With a massive stage comes massive technology including some impressive visual effects. The stage is framed by a projection surface scaling 260ft across the top of the stage and 50ft tall on each side. Seven high-def projectors and two 4K projectors cover the entire surface with images including in-house designs, picture-in-picture video, and 3D imagery. No, not with glasses or anything like that, but with effects that generate the illusion of the image popping out. The screens will also have live IMAG video feed, which is just a fancy industry term for showing the performer on screen. There's also an 80x40ft 4K LED screen against the backwall of the stage.
So what will Bruno Mars actually sound like? Am I going to hear every word of Uptown Funk perfectly clear? It's hard to find a music venue anywhere else in the country with a better sound system than the Park Theater. L'Acoustics engineered the audio system specifically for the room. "Look around the theater," says Pelletier while eyeing the back of the venue. "The material on every flat surface is designed to absorb and create a perfectly tuned room for this system. An extended stage that comes out 10ft towards the crowd has subwoofers underneath it in case you need a little extra bass."
More than music
The Park Theater will tap into Las Vegas' massive convention and trade show industry, opening up its floor for banquet tables, exhibition space, and anything else needed for corporate events. Sports are also a possibility, especially MMA and boxing. "We even laid out a design for how to put a basketball court in here," says Pelletier.

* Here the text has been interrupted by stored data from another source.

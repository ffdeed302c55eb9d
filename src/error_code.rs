//! 派发失败分类：定义封闭的错误类型集合及其重试语义。
//!
//! Dispatch failure classification.
//!
//! Every failure the orchestrator records carries exactly one [`ErrorType`].
//! Provider-specific shapes (HTTP status, provider error codes, finish
//! reasons, free-form messages) are mapped into it at the API-client boundary
//! with the `from_*` helpers below, so the orchestrator itself stays
//! provider-agnostic.
//!
//! | Type              | Retryable | Typical origin                         |
//! |-------------------|-----------|----------------------------------------|
//! | `ApiError`        | yes       | 5xx, missing ids in a partial response |
//! | `Timeout`         | yes       | per-call deadline, 408/504             |
//! | `RateLimit`       | yes       | 429, local limiter permit timeout      |
//! | `ValidationError` | yes       | 400/413/422 malformed batch            |
//! | `ContentError`    | no        | item content rejected by the provider  |
//! | `SafetyBlocked`   | no        | provider safety filter                 |
//! | `LengthLimit`     | no        | response truncated by output ceiling   |
//! | `Unknown`         | no        | unclassified                           |
//!
//! ## Example
//!
//! ```rust
//! use ai_batch_pipeline::error_code::ErrorType;
//!
//! let ty = ErrorType::from_http_status(429);
//! assert_eq!(ty, ErrorType::RateLimit);
//! assert!(ty.retryable());
//! assert_eq!(ty.as_str(), "RATE_LIMIT");
//! ```

use once_cell::sync::Lazy;
use regex::Regex;
use serde::{Deserialize, Serialize};
use std::fmt;

/// Closed set of failure classes for a summarization dispatch.
#[derive(Debug, Clone, Copy, PartialEq, Eq, Hash, Serialize, Deserialize)]
#[serde(rename_all = "SCREAMING_SNAKE_CASE")]
pub enum ErrorType {
    ApiError,
    Timeout,
    RateLimit,
    ValidationError,
    ContentError,
    SafetyBlocked,
    LengthLimit,
    Unknown,
}

impl ErrorType {
    /// Returns the persisted name (e.g., `"RATE_LIMIT"`).
    #[inline]
    pub fn as_str(&self) -> &'static str {
        match self {
            Self::ApiError => "API_ERROR",
            Self::Timeout => "TIMEOUT",
            Self::RateLimit => "RATE_LIMIT",
            Self::ValidationError => "VALIDATION_ERROR",
            Self::ContentError => "CONTENT_ERROR",
            Self::SafetyBlocked => "SAFETY_BLOCKED",
            Self::LengthLimit => "LENGTH_LIMIT",
            Self::Unknown => "UNKNOWN",
        }
    }

    /// Returns whether a failure of this class is worth retrying later.
    #[inline]
    pub fn retryable(&self) -> bool {
        matches!(
            self,
            Self::ApiError | Self::Timeout | Self::RateLimit | Self::ValidationError
        )
    }

    /// Parses a persisted name back into an `ErrorType`. Unrecognized names map to `Unknown`.
    pub fn parse(name: &str) -> Self {
        match name {
            "API_ERROR" => Self::ApiError,
            "TIMEOUT" => Self::Timeout,
            "RATE_LIMIT" => Self::RateLimit,
            "VALIDATION_ERROR" => Self::ValidationError,
            "CONTENT_ERROR" => Self::ContentError,
            "SAFETY_BLOCKED" => Self::SafetyBlocked,
            "LENGTH_LIMIT" => Self::LengthLimit,
            _ => Self::Unknown,
        }
    }

    /// Maps an HTTP status code to the most likely `ErrorType`.
    pub fn from_http_status(status: u16) -> Self {
        match status {
            429 => Self::RateLimit,
            408 | 504 => Self::Timeout,
            400 | 413 | 422 => Self::ValidationError,
            500..=599 => Self::ApiError,
            _ => Self::Unknown,
        }
    }

    /// Maps a provider error code/type string.
    ///
    /// Supports the common aliases used by OpenAI, Anthropic and Gemini style APIs.
    pub fn from_provider_code(code: &str) -> Option<Self> {
        let ty = match code.to_ascii_lowercase().as_str() {
            "rate_limited" | "rate_limit_exceeded" | "rate_limit_error" | "resource_exhausted" => {
                Self::RateLimit
            }
            "timeout" | "deadline_exceeded" | "request_timeout" => Self::Timeout,
            "invalid_request" | "invalid_request_error" | "invalid_argument"
            | "request_too_large" => Self::ValidationError,
            "content_filter" | "safety" | "blocked" | "prohibited_content" => Self::SafetyBlocked,
            "context_length_exceeded" | "max_tokens" | "length" => Self::LengthLimit,
            "invalid_content" | "unsupported_content" | "content_error" => Self::ContentError,
            "server_error" | "api_error" | "overloaded" | "overloaded_error" | "internal"
            | "unavailable" => Self::ApiError,
            _ => return None,
        };
        Some(ty)
    }

    /// Maps a completion finish reason. Only abnormal reasons produce a value.
    pub fn from_finish_reason(reason: &str) -> Option<Self> {
        match reason.to_ascii_lowercase().as_str() {
            "length" | "max_tokens" | "max_output_tokens" => Some(Self::LengthLimit),
            "content_filter" | "safety" | "recitation" | "blocklist" => Some(Self::SafetyBlocked),
            _ => None,
        }
    }

    /// Best-effort classification of a free-form error message.
    pub fn classify_message(message: &str) -> Self {
        static PATTERNS: Lazy<Vec<(Regex, ErrorType)>> = Lazy::new(|| {
            [
                (r"(?i)\b429\b|rate.?limit|too many requests|quota", ErrorType::RateLimit),
                (r"(?i)timed?.?out|deadline", ErrorType::Timeout),
                (r"(?i)safety|content.?filter|blocked", ErrorType::SafetyBlocked),
                (r"(?i)finish.?reason.*(length|max.?tokens)|truncated|too long", ErrorType::LengthLimit),
                (r"(?i)invalid|malformed|validation|\b4(00|13|22)\b", ErrorType::ValidationError),
                (r"(?i)\b5\d\d\b|server error|unavailable|overloaded", ErrorType::ApiError),
            ]
            .into_iter()
            .filter_map(|(pattern, ty)| Regex::new(pattern).ok().map(|re| (re, ty)))
            .collect()
        });

        PATTERNS
            .iter()
            .find(|(re, _)| re.is_match(message))
            .map(|(_, ty)| *ty)
            .unwrap_or(Self::Unknown)
    }
}

impl fmt::Display for ErrorType {
    fn fmt(&self, f: &mut fmt::Formatter<'_>) -> fmt::Result {
        f.write_str(self.as_str())
    }
}

#[cfg(test)]
mod tests {
    use super::*;

    const ALL: [ErrorType; 8] = [
        ErrorType::ApiError,
        ErrorType::Timeout,
        ErrorType::RateLimit,
        ErrorType::ValidationError,
        ErrorType::ContentError,
        ErrorType::SafetyBlocked,
        ErrorType::LengthLimit,
        ErrorType::Unknown,
    ];

    #[test]
    fn test_retryable_split() {
        let retryable: Vec<_> = ALL.iter().filter(|t| t.retryable()).collect();
        assert_eq!(
            retryable,
            vec![
                &ErrorType::ApiError,
                &ErrorType::Timeout,
                &ErrorType::RateLimit,
                &ErrorType::ValidationError
            ]
        );
        assert!(!ErrorType::ContentError.retryable());
        assert!(!ErrorType::SafetyBlocked.retryable());
        assert!(!ErrorType::LengthLimit.retryable());
    }

    #[test]
    fn test_names_parse_back() {
        for ty in ALL {
            assert_eq!(ErrorType::parse(ty.as_str()), ty);
        }
        assert_eq!(ErrorType::parse("something_else"), ErrorType::Unknown);
    }

    #[test]
    fn test_serde_uses_persisted_names() {
        let json = serde_json::to_string(&ErrorType::SafetyBlocked).unwrap();
        assert_eq!(json, "\"SAFETY_BLOCKED\"");
        let back: ErrorType = serde_json::from_str("\"LENGTH_LIMIT\"").unwrap();
        assert_eq!(back, ErrorType::LengthLimit);
    }

    #[test]
    fn test_http_status_mapping() {
        assert_eq!(ErrorType::from_http_status(429), ErrorType::RateLimit);
        assert_eq!(ErrorType::from_http_status(504), ErrorType::Timeout);
        assert_eq!(ErrorType::from_http_status(400), ErrorType::ValidationError);
        assert_eq!(ErrorType::from_http_status(502), ErrorType::ApiError);
        assert_eq!(ErrorType::from_http_status(404), ErrorType::Unknown);
    }

    #[test]
    fn test_provider_codes_and_finish_reasons() {
        assert_eq!(
            ErrorType::from_provider_code("rate_limit_exceeded"),
            Some(ErrorType::RateLimit)
        );
        assert_eq!(
            ErrorType::from_provider_code("CONTENT_FILTER"),
            Some(ErrorType::SafetyBlocked)
        );
        assert_eq!(ErrorType::from_provider_code("weird"), None);
        assert_eq!(
            ErrorType::from_finish_reason("length"),
            Some(ErrorType::LengthLimit)
        );
        assert_eq!(ErrorType::from_finish_reason("stop"), None);
    }

    #[test]
    fn test_classify_message() {
        assert_eq!(
            ErrorType::classify_message("HTTP 429 Too Many Requests"),
            ErrorType::RateLimit
        );
        assert_eq!(
            ErrorType::classify_message("read timed out after 30s"),
            ErrorType::Timeout
        );
        assert_eq!(
            ErrorType::classify_message("response blocked by safety settings"),
            ErrorType::SafetyBlocked
        );
        assert_eq!(
            ErrorType::classify_message("Malformed JSON in request body"),
            ErrorType::ValidationError
        );
        assert_eq!(
            ErrorType::classify_message("503 Service Unavailable"),
            ErrorType::ApiError
        );
        assert_eq!(ErrorType::classify_message("boom"), ErrorType::Unknown);
    }
}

An in-house broadcast control room and feed system makes it incredibly efficient to set up cameras and other equipment for a live concert performance, awards show, or anything else that would look good on your TV screen.
Perks, perks, perks
Of course, there's VIP service. Everything in Vegas comes with VIP service. A section dedicated to the wealthy and privileged comes with perfectly level sight lines of the stage, couches and tables, as well as food and beverage minimums. Of course, the whole thing can be bought out -- similar to a skybox -- if the price is right. The VIP area even has its own kitchen, bar, and bottle service attendants. Stevie Nicks and unlimited vodka cranberries is a pretty good combo.
Need a smoke break? There are five outdoor terraces among the three floors. That means you can head out in the open air, preferably with a cocktail from one of seven bars, and soak in the view from the Strip or the T-Mobile Arena across the street. And don't even think about hopping a wall and sneaking into a show through a terrace. "We've got big guys" says Pelletier of the security team, so don't try anything stupid.
As for food, you'll have plenty of snacks to choose from, but for full-blown dinners, guests will be encouraged to try the restaurants next door at The Park outdoor promenade. That includes brats at Beerhaus and sushi at Sake Rok.
The master plan
The Park Theater is impressive enough on its own, but is just the first step in a plan to completely renovate and rebrand the Monte Carlo as two hotels in one: The Park MGM and NoMad, which is based on a luxury resort in New York. The entire project will cost $450 million.
"We don't like to use the word pressure but yeah, the pressure's on," laughs Pelletier. "Pressure turns coal into diamonds."
Factor in the T-Mobile Arena, the Shops at Crystals and properties like the Aria and Vdara, and MGM Resorts has completed revamped the entire west side of Las Vegas Blvd between the Cosmopolitan and New York-New York. It's a busy stretch of the Strip that could set the stage for the future to come in Las Vegas. For now, just try to score some tickets for Cher.